In preparation for this article, I decided to interview various people who are married and have very different stories in terms of why they decided to settle down and tie the knot. I also asked if the marriage resulted in what we all search for…happiness. It was very hard for me to stomach the responses I heard.
It seems that most people are puppets to the expectations of friends, family and society at large. One man said that he met the woman of his dreams when he was 27 and because she was not liked by everyone in his immediate circle of friends, he felt pressured to end the relationship. He is now married at age 34 to a woman his circle calls a “good match” and trust me when I say, I hope his wife never hears him talk about his “dream girl” because it is evident that he has regrets for not following his heart. Marriage can help you grow or break you – that is a huge fact and it can be seen everywhere.

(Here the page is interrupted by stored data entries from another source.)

//! Library half of the `xvc-server` binary, split out so integration tests can drive the
//! accept/serve loop's pieces (socket setup, logging) without subprocessing the CLI.

pub mod log_mode;
pub mod net;
#[cfg(test)]
mod tests {
    use super::*;
    use crate::error::HandlerError;
    use crate::handlers::{CoreOps, JtagOps, LockingOps, MemoryOps};
    use std::collections::VecDeque;
    use std::io;

    struct FakeCore;
    impl CoreOps for FakeCore {
        fn open_port(&mut self) -> Result<(), HandlerError> {
            Ok(())
        }
        fn close_port(&mut self) {}
    }

    struct FakeJtag {
        period: u32,
        fail: bool,
    }
    impl JtagOps for FakeJtag {
        fn set_tck(&mut self, period_ns: u32) -> Result<u32, HandlerError> {
            if self.fail {
                return Err(HandlerError::new("tck failed"));
            }
            self.period = period_ns;
            Ok(period_ns)
        }
        fn shift_tms_tdi(
            &mut self,
            _bit_count: u32,
            _tms: &[u8],
            tdi: &[u8],
            tdo: &mut [u8],
        ) -> Result<(), HandlerError> {
            if self.fail {
                return Err(HandlerError::new("shift failed"));
            }
            tdo.copy_from_slice(tdi);
            Ok(())
        }
    }

    struct FakeLocking;
    impl LockingOps for FakeLocking {
        fn lock(&mut self, _timeout_ms: u64) -> Result<(), HandlerError> {
            Ok(())
        }
        fn unlock(&mut self) -> Result<(), HandlerError> {
            Ok(())
        }
    }

    struct FakeMemory {
        data: Vec<u8>,
    }
    impl MemoryOps for FakeMemory {
        fn mrd(&mut self, _flags: u32, addr: u64, out: &mut [u8]) -> Result<(), HandlerError> {
            let addr = addr as usize;
            out.copy_from_slice(&self.data[addr..addr + out.len()]);
            Ok(())
        }
        fn mwr(&mut self, _flags: u32, addr: u64, data: &[u8]) -> Result<(), HandlerError> {
            let addr = addr as usize;
            self.data[addr..addr + data.len()].copy_from_slice(data);
            Ok(())
        }
    }

    /// A stream that yields input in caller-chosen chunks and records every write, so tests
    /// can assert reply framing under fragmented reads.
    struct ChunkedStream {
        chunks: VecDeque<Vec<u8>>,
        written: Vec<u8>,
    }
    impl ChunkedStream {
        fn new(chunks: Vec<Vec<u8>>) -> Self {
            Self {
                chunks: chunks.into(),
                written: Vec::new(),
            }
        }
    }
    impl Read for ChunkedStream {
        fn read(&mut self, buf: &mut [u8]) -> io::Result<usize> {
            match self.chunks.pop_front() {
                Some(chunk) => {
                    let n = chunk.len().min(buf.len());
                    buf[..n].copy_from_slice(&chunk[..n]);
                    Ok(n)
                }
                None => Ok(0),
            }
        }
    }
    impl Write for ChunkedStream {
        fn write(&mut self, buf: &[u8]) -> io::Result<usize> {
            self.written.extend_from_slice(buf);
            Ok(buf.len())
        }
        fn flush(&mut self) -> io::Result<()> {
            Ok(())
        }
    }

    fn bare_binding<'a>(core: &'a mut dyn CoreOps) -> Binding<'a> {
        Binding {
            core,
            jtag: None,
            locking: None,
            state_aware: None,
            memory: None,
            dpc: None,
            idcode: None,
        }
    }

    #[test]
    fn getinfo_reports_version_and_buffer_size() {
        let mut core = FakeCore;
        let binding = bare_binding(&mut core);
        let mut session = Session::new(binding);
        let mut stream = ChunkedStream::new(vec![b"getinfo:".to_vec()]);
        let err = session.serve(&mut stream).unwrap_err();
        assert!(matches!(err, ProtocolError::PeerClosed));
        assert_eq!(stream.written, b"xvcServer_v1.1:10000\n".to_vec());
    }

    #[test]
    fn capabilities_lists_only_negotiated_features() {
        let mut core = FakeCore;
        let mut locking = FakeLocking;
        let binding = Binding {
            core: &mut core,
            jtag: None,
            locking: Some(&mut locking),
            state_aware: None,
            memory: None,
            dpc: None,
            idcode: None,
        };
        let mut session = Session::new(binding);
        let mut stream = ChunkedStream::new(vec![b"capabilities:".to_vec()]);
        let _ = session.serve(&mut stream);
        let mut reply = Vec::new();
        uleb128::encode("locking,status".len() as u64, &mut reply);
        reply.extend_from_slice(b"locking,status");
        assert_eq!(stream.written, reply);
    }

    #[test]
    fn fragmented_reads_produce_the_same_reply_as_one_shot() {
        let mut core = FakeCore;
        let binding = bare_binding(&mut core);
        let mut session = Session::new(binding);
        let mut fragmented = ChunkedStream::new(vec![b"geti".to_vec(), b"nfo:".to_vec()]);
        let _ = session.serve(&mut fragmented);

        let mut core2 = FakeCore;
        let binding2 = bare_binding(&mut core2);
        let mut session2 = Session::new(binding2);
        let mut whole = ChunkedStream::new(vec![b"getinfo:".to_vec()]);
        let _ = session2.serve(&mut whole);

        assert_eq!(fragmented.written, whole.written);
    }

    #[test]
    fn unsupported_verb_is_a_protocol_error() {
        let mut core = FakeCore;
        let binding = bare_binding(&mut core);
        let mut session = Session::new(binding);
        let mut stream = ChunkedStream::new(vec![b"lock:\x05".to_vec()]);
        let err = session.serve(&mut stream).unwrap_err();
        assert!(matches!(err, ProtocolError::UnknownVerb(_)));
    }

    #[test]
    fn settck_failure_sets_pending_error_retrieved_via_error_verb() {
        let mut core = FakeCore;
        let mut jtag = FakeJtag {
            period: 0,
            fail: true,
        };
        let binding = Binding {
            core: &mut core,
            jtag: Some(&mut jtag),
            locking: None,
            state_aware: None,
            memory: None,
            dpc: None,
            idcode: None,
        };
        let mut session = Session::new(binding);
        let mut request = b"settck:".to_vec();
        request.extend_from_slice(&1000u32.to_le_bytes());
        request.extend_from_slice(b"error:");
        let mut stream = ChunkedStream::new(vec![request]);
        let _ = session.serve(&mut stream);

        let mut expected = 1000u32.to_le_bytes().to_vec();
        let message = b"tck failed";
        uleb128::encode(message.len() as u64, &mut expected);
        expected.extend_from_slice(message);
        assert_eq!(stream.written, expected);
        assert!(session.pending_error.is_empty());
    }

    #[test]
    fn mwr_then_mrd_round_trips_through_memory_binding() {
        let mut core = FakeCore;
        let mut memory = FakeMemory { data: vec![0; 16] };
        let binding = Binding {
            core: &mut core,
            jtag: None,
            locking: None,
            state_aware: None,
            memory: Some(&mut memory),
            dpc: None,
            idcode: None,
        };
        let mut session = Session::new(binding);

        let mut mwr = b"mwr:".to_vec();
        uleb128::encode(0, &mut mwr); // flags
        uleb128::encode(4, &mut mwr); // addr
        uleb128::encode(4, &mut mwr); // num_bytes
        mwr.extend_from_slice(&[0xAA, 0xBB, 0xCC, 0xDD]);

        let mut mrd = b"mrd:".to_vec();
        uleb128::encode(0, &mut mrd);
        uleb128::encode(4, &mut mrd);
        uleb128::encode(4, &mut mrd);

        let mut request = mwr;
        request.extend_from_slice(&mrd);
        let mut stream = ChunkedStream::new(vec![request]);
        let _ = session.serve(&mut stream);

        // mwr: status byte(0) ; mrd: 4 data bytes + status byte(0)
        assert_eq!(stream.written, vec![0, 0xAA, 0xBB, 0xCC, 0xDD, 0]);
    }
}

Another instance, was a young woman named Shelly-Ann that lit the room from the time she walked in. She spoke about her marriage with pure passion and told me that she met her husband during university. They dated for four years before they got engaged, worked and saved money towards their wedding and house then got married three years after the engagement. Her parents were livid because they wanted her with someone more financially stable and often told her to look for another man that would make her life “easier”. Shelly-Ann smiled as she told me that waiting and working together with her partner allowed her to be certain if she could spend a lifetime with him. She wasn’t busy harping on her age and the “ticking time bomb of children”. The couple is now married with a beautiful daughter and even something a lot of married people do not have – peace of mind.
Take the time to discover who you are, your likes/dislikes, what values you hold deeply, what you want from yourself and out of life before you settle with the next random person that winks your way. Do not get comfortable for just “okay” when an amazing, secure, healthy relationship may be around the corner. Sharing a life with someone is not the same as having a roommate, so don’t treat it as such.
I know it’s frustrating to put faith in the unknown but I am beyond certain it is worth the wait to meet your better half and enjoy a life filled with marital bliss, contentment and supreme well-being through both the bad times and the good. A strong union will last through all the constant twists and turns life has to offer. Focus on building yourself for your personal growth and the right partner instead of settling for the wrong person.